Around 50% of job applicants based in Dubai and Abu Dhabi who responded to our survey say their productivity stayed the same while working remotely, and more than 44% in Dubai even think their productivity increased. In Abu Dhabi almost 38% think their productivity increased and in the other emirates almost 32%.
Remote working also didn't lead to less motivation, on the contrary, more than 38% in Dubai even felt more motivated. In Abu Dhabi, more than 38% of the respondents felt more motivated and in other emirates, that percentage was as high as 42%.
Employees are equally positive about their job satisfaction: between 42 and 62 percent in the UAE were just as satisfied with their work as they were before the lockdown, and many of them were even more satisfied (40% in Dubai, 13.5% in Abu Dhabi and 42% in the other emirates).
The lockdown resulted in one of the biggest flexible work experiments in history, and according to our survey respondents, the remote work experience was more than successful.
The world of flexible work is calling. If it's up to the employees and job seekers in the UAE, remote working would become the new normal. More than 60% of the workforce would like to have the possibility to work remotely full time. In Abu Dhabi, that percentage is a high 70%, but also in Dubai (63%) and the other emirates (60%) where a vast majority of people would like to have the choice to work full time from home.
Having said that, even if they had the choice, many employees would still come to the office for the most part of the working week. In Dubai, 22 percent would choose to work remotely for 4 days or more, in Abu Dhabi 50% and in the other emirates 20%.
Employees and job seekers expect that companies will be more open to remote working policies than they were before the COVID crisis. In Dubai almost 73% expects this to be one of the positive outcomes of the crisis, in Abu Dhabi 68% and in the other emirates 74%.
The question is if companies will listen to their employees and grant their wish to work from home more than they used to before the crisis. Because remote working was not all that common before, COVID forced companies to implement flexible work policies.

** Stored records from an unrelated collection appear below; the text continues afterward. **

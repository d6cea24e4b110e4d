//! Integration tests for the full plan generation pipeline.
//!
//! Exercises: GenerationRequest → ApartmentTemplate → AreaSet → PlacedRoom
//! list → geometry validation and summary.
//!
//! All tests are pure logic with no rendering or I/O.

use floorplan_logic::allocation::allocate;
use floorplan_logic::constants::{defaults, floors, RoomCategory};
use floorplan_logic::geometry::hard_errors;
use floorplan_logic::layout::{place, Orientation};
use floorplan_logic::pipeline::{generate_plan, generate_plan_on_canvas};
use floorplan_logic::request::{GenerationRequest, RawInputs};
use floorplan_logic::template::{apartment_types, resolve, ApartmentTemplate};
use rand::rngs::StdRng;
use rand::{Rng, SeedableRng};

// ── Helpers ────────────────────────────────────────────────────────────

fn all_templates() -> Vec<(&'static str, ApartmentTemplate)> {
    apartment_types()
        .into_iter()
        .map(|label| (label, resolve(label)))
        .collect()
}

fn count(rooms: &[floorplan_logic::PlacedRoom], category: RoomCategory) -> usize {
    rooms.iter().filter(|r| r.category == category).count()
}

// ── Scenarios ──────────────────────────────────────────────────────────

#[test]
fn two_plus_one_single_facade() {
    let plan = generate_plan(&GenerationRequest::new("2+1", 100, 1));

    assert_eq!(plan.orientation, Orientation::SingleFacade);
    assert_eq!(plan.rooms.len(), 5);
    assert_eq!(count(&plan.rooms, RoomCategory::Salon), 1);
    assert_eq!(count(&plan.rooms, RoomCategory::Kitchen), 1);
    assert_eq!(count(&plan.rooms, RoomCategory::Bedroom), 2);
    assert_eq!(count(&plan.rooms, RoomCategory::Bathroom), 1);

    let a = plan.areas;
    assert_eq!(a.living_room + a.kitchen + a.bathroom + 2 * a.bedroom, 100);
}

#[test]
fn five_plus_one_corner() {
    let plan = generate_plan(&GenerationRequest::new("5+1", 250, 3));

    assert_eq!(plan.orientation, Orientation::Corner);
    assert_eq!(plan.rooms.len(), 1 + 1 + 5 + 3);
}

#[test]
fn unknown_label_falls_back() {
    let plan = generate_plan(&GenerationRequest::new("unknown-label", 75, 1));
    assert_eq!(plan.template, resolve("2+1"));
    assert_eq!(plan.rooms.len(), 5);
    assert_eq!(plan.areas.total_for(&plan.template), 75);
}

#[test]
fn blank_form_generates_default_plan() {
    let request = RawInputs::default().into_request();
    assert_eq!(request.total_area, 75);
    assert_eq!(request.street_facing, 1);
    let plan = generate_plan(&request);
    assert_eq!(plan.rooms.len(), 5);
}

#[test]
fn oversized_area_text_is_capped() {
    let request = RawInputs {
        apartment_type: "5+1".into(),
        total_area: "4294967295".into(),
        street_facing: "1".into(),
    }
    .into_request();
    assert_eq!(request.total_area, defaults::AREA_CAP);

    let plan = generate_plan(&request);
    assert_eq!(plan.rooms.len(), 10);
    assert_eq!(plan.areas.total_for(&plan.template), defaults::AREA_CAP);
    assert!(plan.summary().livable_area < defaults::AREA_CAP);
}

#[test]
fn max_area_request_does_not_panic() {
    for facing in [1, 2] {
        let plan = generate_plan(&GenerationRequest::new("5+1", u32::MAX, facing));
        assert_eq!(plan.rooms.len(), 10);
        let summary = plan.summary();
        assert_eq!(summary.total_area, u32::MAX);
        assert!(hard_errors(&plan.rooms, plan.canvas_width, plan.canvas_height).is_empty());
    }
}

// ── Properties ─────────────────────────────────────────────────────────

#[test]
fn every_template_has_a_bathroom() {
    for (label, t) in all_templates() {
        assert!(t.bathroom_count >= 1, "{} has no bathroom", label);
    }
}

#[test]
fn allocation_respects_floors_and_sum() {
    let mut rng = StdRng::seed_from_u64(7);
    let templates = all_templates();

    for _ in 0..2000 {
        let total: u32 = rng.gen_range(30..=500);
        let (label, t) = templates[rng.gen_range(0..templates.len())];
        let a = allocate(total, &t);

        assert!(a.living_room >= floors::LIVING_ROOM, "{} @ {}", label, total);
        assert!(a.kitchen >= floors::KITCHEN, "{} @ {}", label, total);
        assert!(a.bathroom >= floors::BATHROOM, "{} @ {}", label, total);
        if t.bedroom_count > 0 {
            assert!(a.bedroom >= floors::BEDROOM, "{} @ {}", label, total);
        } else {
            assert_eq!(a.bedroom, 0);
        }

        let sum = a.total_for(&t);
        if a.living_room > floors::LIVING_ROOM {
            // The salon absorbed the residue without hitting its floor.
            assert_eq!(sum, total, "{} @ {}: {:?}", label, total, a);
        } else {
            assert!(sum >= total, "{} @ {}: sum {} < total", label, total, sum);
        }
    }
}

#[test]
fn exact_sum_across_common_range() {
    // From 80 m² up no floor binds, even for the 5+1 template.
    for (label, t) in all_templates() {
        for total in 80..=500 {
            let a = allocate(total, &t);
            assert_eq!(a.total_for(&t), total, "{} @ {}", label, total);
        }
    }
}

#[test]
fn placement_counts_and_bounds() {
    let mut rng = StdRng::seed_from_u64(42);

    for _ in 0..500 {
        let width: f64 = rng.gen_range(50.0..1200.0);
        let height: f64 = rng.gen_range(50.0..900.0);
        let facing: u32 = rng.gen_range(1..=4);
        let total: u32 = rng.gen_range(30..=500);

        for (label, t) in all_templates() {
            let areas = allocate(total, &t);
            let orientation = Orientation::from_street_facing(facing);
            let rooms = place(width, height, &t, &areas, orientation);

            assert_eq!(
                rooms.len(),
                2 + t.bedroom_count as usize + t.bathroom_count as usize,
                "{} {:?}",
                label,
                orientation
            );
            for r in &rooms {
                assert!(r.width > 0.0 && r.height > 0.0, "{}: {:?}", label, r);
                assert!(r.x >= 0.0 && r.y >= 0.0, "{}: {:?}", label, r);
                assert!(r.right() <= width + 1e-9, "{}: {:?}", label, r);
                assert!(r.bottom() <= height + 1e-9, "{}: {:?}", label, r);
            }

            let errors = hard_errors(&rooms, width, height);
            assert!(errors.is_empty(), "{} {:?}: {:?}", label, orientation, errors);
        }
    }
}

#[test]
fn deterministic_output() {
    for (label, _) in all_templates() {
        for facing in [1, 2] {
            let req = GenerationRequest::new(label, 135, facing);
            let a = generate_plan(&req);
            let b = generate_plan(&req);
            assert_eq!(a, b);
            for (ra, rb) in a.rooms.iter().zip(&b.rooms) {
                assert_eq!(ra.x.to_bits(), rb.x.to_bits());
                assert_eq!(ra.width.to_bits(), rb.width.to_bits());
            }
        }
    }
}

#[test]
fn room_area_matches_category() {
    let plan = generate_plan_on_canvas(&GenerationRequest::new("4+1", 160, 2), 640.0, 480.0);
    for r in &plan.rooms {
        assert_eq!(r.area, plan.areas.area_of(r.category), "{}", r.label);
    }
}

#[test]
fn livable_area_excludes_bathrooms() {
    let plan = generate_plan(&GenerationRequest::new("3+1", 120, 1));
    let summary = plan.summary();
    let bathrooms: u32 = plan
        .rooms
        .iter()
        .filter(|r| r.category == RoomCategory::Bathroom)
        .map(|r| r.area)
        .sum();
    assert_eq!(summary.livable_area + bathrooms, plan.areas.total_for(&plan.template));
    assert_eq!(summary.room_count, plan.rooms.len());
}

#[test]
fn plan_serializes_to_json() {
    let plan = generate_plan(&GenerationRequest::new("1+1", 65, 2));
    let json = serde_json::to_string(&plan).unwrap();
    assert!(json.contains("\"orientation\":\"corner\""));
    assert!(json.contains("\"category\":\"bathroom\""));
}
//! floorplan-render: turns a generated [`FloorPlan`] into things people look at.
//!
//! | Module    | Purpose                                                    |
//! |-----------|------------------------------------------------------------|
//! | `svg`     | Interactive scene: rooms, labels, north arrow, scale bar   |
//! | `details` | Room list with icons and sizes in metres                   |
//! | `export`  | File names, header text, print page, 800×600 composition   |
//! | `png`     | Rasterizes the composition (feature `png_render`)          |
//!
//! [`FloorPlan`]: floorplan_logic::FloorPlan

pub mod details;
pub mod export;
#[cfg(feature = "png_render")]
pub mod png;
pub mod svg;

pub use details::{room_details, RoomDetail};
pub use export::{export_stem, print_document, specs_line, PlanHeader, RasterComposition};
pub use svg::{render_svg, SceneStyle};
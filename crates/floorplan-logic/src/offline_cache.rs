//! Offline caching worker policy.
//!
//! The worker itself is a browser-managed process; this module holds the
//! decisions it makes so they can be tested without a browser:
//!
//! 1. On install, pre-fetch [`STATIC_ASSETS`] into [`STATIC_CACHE`].
//! 2. On activate, delete every cache that is not current ([`stale_caches`]).
//! 3. On fetch, pick a strategy ([`classify_request`]) and, once the cache
//!    and network outcomes are known, decide what to answer with
//!    ([`resolve_fetch`]).
//! 4. Answer control messages ([`handle_message`]) and push notifications.

use serde::{Deserialize, Serialize};

pub const CACHE_VERSION: &str = "floor-plan-generator-v1.0.0";
pub const STATIC_CACHE: &str = "static-v1.0.0";
pub const DYNAMIC_CACHE: &str = "dynamic-v1.0.0";

/// Assets pre-fetched on install.
pub const STATIC_ASSETS: &[&str] = &[
    "/",
    "/index.html",
    "/styles.css",
    "/script.js",
    "/manifest.json",
    "/icon-16.png",
    "/icon-32.png",
    "/icon-192.png",
    "/icon-512.png",
    "https://cdnjs.cloudflare.com/ajax/libs/font-awesome/6.0.0/css/all.min.css",
];

/// URL fragments that are never cached (analytics, tracking).
pub const NEVER_CACHE: &[&str] = &[
    "/analytics/",
    "/tracking/",
    "google-analytics.com",
    "googletagmanager.com",
];

const STATIC_EXTENSIONS: &[&str] = &[
    ".css", ".js", ".png", ".jpg", ".jpeg", ".gif", ".svg", ".ico", ".woff", ".woff2", ".ttf",
];

/// Document served when the app shell is requested offline.
pub const APP_SHELL: &str = "/index.html";

/// How a request is handled.
#[derive(Debug, Clone, Copy, PartialEq, Eq)]
pub enum FetchStrategy {
    /// Let the browser handle it untouched.
    Bypass,
    /// Serve from cache, fall back to the network.
    CacheFirst,
    /// Try the network, fall back to cache, then to the offline page.
    NetworkFirst,
}

/// Path component of an absolute or root-relative URL, without query or
/// fragment.
fn url_path(url: &str) -> &str {
    let after_scheme = match url.find("://") {
        Some(i) => {
            let rest = &url[i + 3..];
            match rest.find('/') {
                Some(j) => &rest[j..],
                None => "/",
            }
        }
        None => url,
    };
    let end = after_scheme
        .find(|c| c == '?' || c == '#')
        .unwrap_or(after_scheme.len());
    &after_scheme[..end]
}

pub fn should_never_cache(url: &str) -> bool {
    NEVER_CACHE.iter().any(|pattern| url.contains(pattern))
}

/// Recognised static file extension, or an entry from the install manifest.
///
/// The root path "/" appears in the manifest, so the manifest match is
/// exact on the path (or on the full URL for cross-origin entries).
pub fn is_static_asset(url: &str) -> bool {
    let path = url_path(url);
    STATIC_EXTENSIONS.iter().any(|ext| path.ends_with(ext))
        || STATIC_ASSETS
            .iter()
            .any(|asset| *asset == path || *asset == url)
}

/// Pick the strategy for one request.
pub fn classify_request(method: &str, url: &str) -> FetchStrategy {
    if !method.eq_ignore_ascii_case("GET") || should_never_cache(url) {
        FetchStrategy::Bypass
    } else if is_static_asset(url) {
        FetchStrategy::CacheFirst
    } else {
        FetchStrategy::NetworkFirst
    }
}

/// What the network did with a request.
#[derive(Debug, Clone, Copy, PartialEq, Eq)]
pub enum NetworkOutcome {
    Response { status: u16 },
    Failed,
}

/// Everything known about one fetch once cache and network have been tried.
#[derive(Debug, Clone, Copy)]
pub struct FetchContext {
    pub strategy: FetchStrategy,
    pub cached: bool,
    /// `None` when the strategy never reached the network.
    pub network: Option<NetworkOutcome>,
    /// Request destination is a document (navigation).
    pub is_document: bool,
    pub app_shell_cached: bool,
}

/// The worker's answer.
#[derive(Debug, Clone, PartialEq, Eq)]
pub enum FetchResolution {
    /// Not intercepted.
    PassThrough,
    FromCache,
    /// Network response; `store_in` names the cache it is copied into.
    FromNetwork { store_in: Option<&'static str> },
    AppShell,
    /// Generated offline page, HTTP 503.
    OfflinePage,
    /// Status 503 with a plain-text body.
    Unavailable,
    /// Propagate the network error.
    Error,
}

/// Decide the answer for a fetch.
pub fn resolve_fetch(ctx: &FetchContext) -> FetchResolution {
    match ctx.strategy {
        FetchStrategy::Bypass => FetchResolution::PassThrough,
        FetchStrategy::CacheFirst => {
            if ctx.cached {
                return FetchResolution::FromCache;
            }
            match ctx.network {
                Some(NetworkOutcome::Response { status }) => FetchResolution::FromNetwork {
                    store_in: (status == 200).then_some(STATIC_CACHE),
                },
                _ if ctx.is_document && ctx.app_shell_cached => FetchResolution::AppShell,
                _ if ctx.is_document => FetchResolution::Unavailable,
                _ => FetchResolution::Error,
            }
        }
        FetchStrategy::NetworkFirst => match ctx.network {
            Some(NetworkOutcome::Response { status }) => FetchResolution::FromNetwork {
                store_in: (status == 200).then_some(DYNAMIC_CACHE),
            },
            _ if ctx.cached => FetchResolution::FromCache,
            _ if ctx.is_document && ctx.app_shell_cached => FetchResolution::AppShell,
            _ if ctx.is_document => FetchResolution::OfflinePage,
            _ => FetchResolution::Error,
        },
    }
}

/// Caches to delete when a new worker activates.
pub fn stale_caches<'a>(existing: &[&'a str]) -> Vec<&'a str> {
    existing
        .iter()
        .copied()
        .filter(|name| *name != STATIC_CACHE && *name != DYNAMIC_CACHE)
        .collect()
}

// ── Messages ───────────────────────────────────────────────────────────

/// Control messages posted from the page.
#[derive(Debug, Clone, PartialEq, Eq, Serialize, Deserialize)]
#[serde(tag = "type", rename_all = "SCREAMING_SNAKE_CASE")]
pub enum WorkerMessage {
    SkipWaiting,
    GetVersion,
    ClearCache,
}

/// Side effect or reply for a message.
#[derive(Debug, Clone, PartialEq, Eq, Serialize, Deserialize)]
#[serde(untagged)]
pub enum WorkerReply {
    /// Activate the waiting worker now.
    Activate,
    /// Reply posted on the message port.
    Version { version: String },
    /// Delete every named cache.
    PurgeAll { caches: Vec<String> },
}

pub fn handle_message(message: &WorkerMessage, existing: &[&str]) -> WorkerReply {
    match message {
        WorkerMessage::SkipWaiting => WorkerReply::Activate,
        WorkerMessage::GetVersion => WorkerReply::Version {
            version: CACHE_VERSION.to_string(),
        },
        WorkerMessage::ClearCache => WorkerReply::PurgeAll {
            caches: existing.iter().map(|s| s.to_string()).collect(),
        },
    }
}

/// Parse a JSON message. Unknown or malformed messages are ignored.
pub fn parse_message(json: &str) -> Option<WorkerMessage> {
    match serde_json::from_str(json) {
        Ok(m) => Some(m),
        Err(e) => {
            log::debug!("ignoring worker message {:?}: {}", json, e);
            None
        }
    }
}

// ── Push notifications ─────────────────────────────────────────────────

pub const NOTIFICATION_TITLE: &str = "Dinamik Kat Planı Çizici";
const NOTIFICATION_ICON: &str = "/icon-192.png";
const DEFAULT_PUSH_BODY: &str = "Yeni bir bildirim alındı";

#[derive(Debug, Clone, PartialEq, Eq, Serialize, Deserialize)]
pub struct NotificationAction {
    pub action: String,
    pub title: String,
}

#[derive(Debug, Clone, PartialEq, Eq, Serialize, Deserialize)]
pub struct NotificationOptions {
    pub body: String,
    pub icon: String,
    pub badge: String,
    pub vibrate: Vec<u32>,
    pub actions: Vec<NotificationAction>,
}

/// Notification shown for a push; `payload` is the push text, if any.
pub fn push_notification(payload: Option<&str>) -> NotificationOptions {
    NotificationOptions {
        body: payload.unwrap_or(DEFAULT_PUSH_BODY).to_string(),
        icon: NOTIFICATION_ICON.to_string(),
        badge: NOTIFICATION_ICON.to_string(),
        vibrate: vec![100, 50, 100],
        actions: vec![
            NotificationAction {
                action: "explore".into(),
                title: "Uygulamayı Aç".into(),
            },
            NotificationAction {
                action: "close".into(),
                title: "Kapat".into(),
            },
        ],
    }
}

/// Window to open when a notification action is clicked.
pub fn notification_click_target(action: &str) -> Option<&'static str> {
    (action == "explore").then_some("/")
}

/// The generated page served for offline navigations.
pub fn offline_page() -> String {
    let mut html = String::with_capacity(1024);
    html.push_str("<!DOCTYPE html>\n<html lang=\"tr\">\n<head>\n");
    html.push_str("<meta charset=\"UTF-8\">\n");
    html.push_str(
        "<meta name=\"viewport\" content=\"width=device-width, initial-scale=1.0\">\n",
    );
    html.push_str("<title>Offline - Dinamik Kat Planı Çizici</title>\n");
    html.push_str(
        "<style>body{font-family:'Segoe UI',sans-serif;\
         background:linear-gradient(135deg,#667eea 0%,#764ba2 100%);color:white;\
         text-align:center;padding:2rem;min-height:100vh;display:flex;\
         align-items:center;justify-content:center;margin:0}\
         .offline-container{background:rgba(255,255,255,0.1);padding:3rem;\
         border-radius:20px;max-width:500px}</style>\n",
    );
    html.push_str("</head>\n<body>\n<div class=\"offline-container\">\n");
    html.push_str("<h1>Bağlantı Yok</h1>\n");
    html.push_str(
        "<p>İnternet bağlantınızı kontrol edin ve tekrar deneyin. \
         Uygulama çevrimdışı çalışmaya devam edecek.</p>\n",
    );
    html.push_str(
        "<button class=\"retry-btn\" onclick=\"window.location.reload()\">Yeniden Dene</button>\n",
    );
    html.push_str("</div>\n</body>\n</html>\n");
    html
}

According to the study, between 40% and 50% in the UAE didn't have the possibility to work from home before the crisis. In Dubai, only 13% had the flexibility to work remotely, Abu Dhabi 18% and in other emirates 15%.
Due to the lockdown, the number of employees working remotely increased dramatically. In Dubai, more than 62% of the respondents worked remotely, in Abu Dhabi more than 51% and in other emirates more than 56%. The only people not working from home were those without a job, or with the sort of job that didn't allow for remote working, for example in a warehouse or other floor-based roles.
For over a little bit more than a month, Michael Page Middle East surveyed job applicants visiting our website to try and understand the affect the recent crisis had on their professional lives, the support they got from their company, and what they did to make the best of the situation. The survey was filled out by approximately 500 job seekers throughout the UAE.
If you would like to learn more about the candidate sentiment about the current job market, you can access our quarterly survey results. If you are a hiring organisation, learn more about our recruitment services. Professionals searching for new opportunities can apply for jobs in the UAE that we are currently recruiting for.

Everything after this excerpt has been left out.